GKN has also established a network of four Global Technology Centres, the most recent of which is a facility in Dallas Fort Worth, Texas that specialises in additive layer manufacturing (ALM) – or 3D printing.

“What we have got now is a vibrant business with people focused on the right technologies in the right places,” says Dilnot.

Europe – notably the Netherlands, Sweden and the UK – and North America remain the centres of gravity for GKN, with “growing footprints” in India, Mexico and China. GKN now has three sites in China, partly supporting domestic airframer Comac’s production.

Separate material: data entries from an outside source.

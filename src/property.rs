//! Property values and their resolution.
//!
//! Properties arrive either as literal values or as zero-argument suppliers
//! that produce a value on demand. Resolution collapses a supplier into its
//! value at the moment the property is attached to an event, so events only
//! ever carry concrete values.

use indexmap::IndexMap;
use serde::{Serialize, Serializer};
use std::fmt;

/// A resolved telemetry property value.
#[derive(Debug, Clone, PartialEq)]
pub enum PropertyValue {
    Bool(bool),
    Number(f64),
    String(String),
    /// An explicitly absent value, rendered as `null` in diagnostics.
    Null,
    /// A never-assigned value, rendered as `undefined` in diagnostics.
    Undefined,
}

impl Serialize for PropertyValue {
    fn serialize<S: Serializer>(&self, serializer: S) -> Result<S::Ok, S::Error> {
        match self {
            PropertyValue::Bool(value) => serializer.serialize_bool(*value),
            PropertyValue::Number(value) => serializer.serialize_f64(*value),
            PropertyValue::String(value) => serializer.serialize_str(value),
            // JSON has no `undefined`; both absent flavors serialize as null.
            PropertyValue::Null | PropertyValue::Undefined => serializer.serialize_unit(),
        }
    }
}

impl From<bool> for PropertyValue {
    fn from(value: bool) -> Self {
        PropertyValue::Bool(value)
    }
}

impl From<f64> for PropertyValue {
    fn from(value: f64) -> Self {
        PropertyValue::Number(value)
    }
}

impl From<i32> for PropertyValue {
    fn from(value: i32) -> Self {
        PropertyValue::Number(f64::from(value))
    }
}

impl From<i64> for PropertyValue {
    /// Lossy for magnitudes above 2^53: numbers share the f64 value model,
    /// so larger integers round to the nearest representable double.
    fn from(value: i64) -> Self {
        PropertyValue::Number(value as f64)
    }
}

impl From<&str> for PropertyValue {
    fn from(value: &str) -> Self {
        PropertyValue::String(value.to_string())
    }
}

impl From<String> for PropertyValue {
    fn from(value: String) -> Self {
        PropertyValue::String(value)
    }
}

impl<T: Into<PropertyValue>> From<Option<T>> for PropertyValue {
    fn from(value: Option<T>) -> Self {
        match value {
            Some(inner) => inner.into(),
            None => PropertyValue::Null,
        }
    }
}

/// An unresolved property input: either a value supplied directly or a
/// supplier invoked to produce one.
pub enum PropertySource {
    /// A value passed through resolution unchanged.
    Literal(PropertyValue),
    /// A supplier invoked exactly once per resolution.
    Computed(Box<dyn Fn() -> PropertyValue>),
}

impl PropertySource {
    /// Wrap a supplier whose return converts into a [`PropertyValue`].
    pub fn computed<F, T>(supplier: F) -> Self
    where
        F: Fn() -> T + 'static,
        T: Into<PropertyValue>,
    {
        PropertySource::Computed(Box::new(move || supplier().into()))
    }

    /// Collapse this source into a concrete value.
    ///
    /// Literals come back unchanged. Computed sources invoke their supplier
    /// exactly once, synchronously, with no caching: resolving the same
    /// source twice invokes the supplier twice, and a non-deterministic
    /// supplier may yield different values each time. A panicking supplier
    /// propagates to the caller.
    pub fn resolve(&self) -> PropertyValue {
        match self {
            PropertySource::Literal(value) => value.clone(),
            PropertySource::Computed(supplier) => supplier(),
        }
    }
}

impl fmt::Debug for PropertySource {
    fn fmt(&self, f: &mut fmt::Formatter<'_>) -> fmt::Result {
        match self {
            PropertySource::Literal(value) => f.debug_tuple("Literal").field(value).finish(),
            PropertySource::Computed(_) => f.write_str("Computed(..)"),
        }
    }
}

impl From<PropertyValue> for PropertySource {
    fn from(value: PropertyValue) -> Self {
        PropertySource::Literal(value)
    }
}

/// An ordered mapping from property name to unresolved source.
///
/// Iteration order is insertion order. Re-setting an existing name replaces
/// its source but keeps the name's original position.
#[derive(Debug, Default)]
pub struct Properties {
    entries: IndexMap<String, PropertySource>,
}

impl Properties {
    pub fn new() -> Self {
        Self::default()
    }

    /// Attach a literal value under `name`.
    pub fn set(mut self, name: impl Into<String>, value: impl Into<PropertyValue>) -> Self {
        self.entries
            .insert(name.into(), PropertySource::Literal(value.into()));
        self
    }

    /// Attach a supplier under `name`, invoked fresh on every resolution.
    pub fn computed<F, T>(mut self, name: impl Into<String>, supplier: F) -> Self
    where
        F: Fn() -> T + 'static,
        T: Into<PropertyValue>,
    {
        self.entries
            .insert(name.into(), PropertySource::computed(supplier));
        self
    }

    pub fn len(&self) -> usize {
        self.entries.len()
    }

    pub fn is_empty(&self) -> bool {
        self.entries.is_empty()
    }

    /// Iterate name/source pairs in insertion order.
    pub fn iter(&self) -> impl Iterator<Item = (&str, &PropertySource)> {
        self.entries.iter().map(|(name, source)| (name.as_str(), source))
    }
}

Although some of GKN’s growth can be attributed to a buoyant market, the firm’s heavy investment in R&D also has a part to play, argues chief technology officer Russ Dunn. Its spending is focused in four broad areas: additive fabrication, composite technologies, electric flight, and clean-air partnerships.

Technologies supporting hydrogen propulsion are an example of “anticipating the future needs of the market and being ready for what we see coming around the corner”, he says. Research there is exploring what will be required even though “there is no launch platform” for such a propulsion system. “But we know that if we wait until they are ready to launch we will have already missed the boat,” he says.


ALM has been an area where GKN has been pushing particularly hard, seeing it as a transformative technology promising less waste, lower energy use, better component design and shorter supply chains.

This time last year, GKN was preparing to start serial production of a new large 3D-printed part – a fan case mount ring for the Pratt & Whitney PW1500G engine. That operation is now ramping up, and Dunn says GKN is eyeing further applications for the technology.

Expansion of the firm’s ALM capabilities is being aided by a £50 million investment at its plant in Trollhattan, Sweden – including a £12 million contribution from the country’s government. That comes on the back of its October 2020 bolt-on acquisition of Gothenburg, Sweden-based additive manufacturing partner Permanova Lasersystem.

GKN composites Filton

Source: GKN Aerospace

GKN Aerospace’s technologies help to make it a ‘super tier-one’ player, chief executive says

Although Melrose has previously ruled out further large-scale acquisitions, could the quality of assets coming to the market – Rolls-Royce Electrical or parts of Spirit AeroSystems, for instance – tempt the company to loosen its purse strings?

“We shouldn’t rule out M&A completely,” Dilnot says. “I wouldn’t say we’ll do anything material in the next couple of years, but beyond that, if it makes sense, then yes we’ll be open to that. But our bar is quite high on what we would consider.”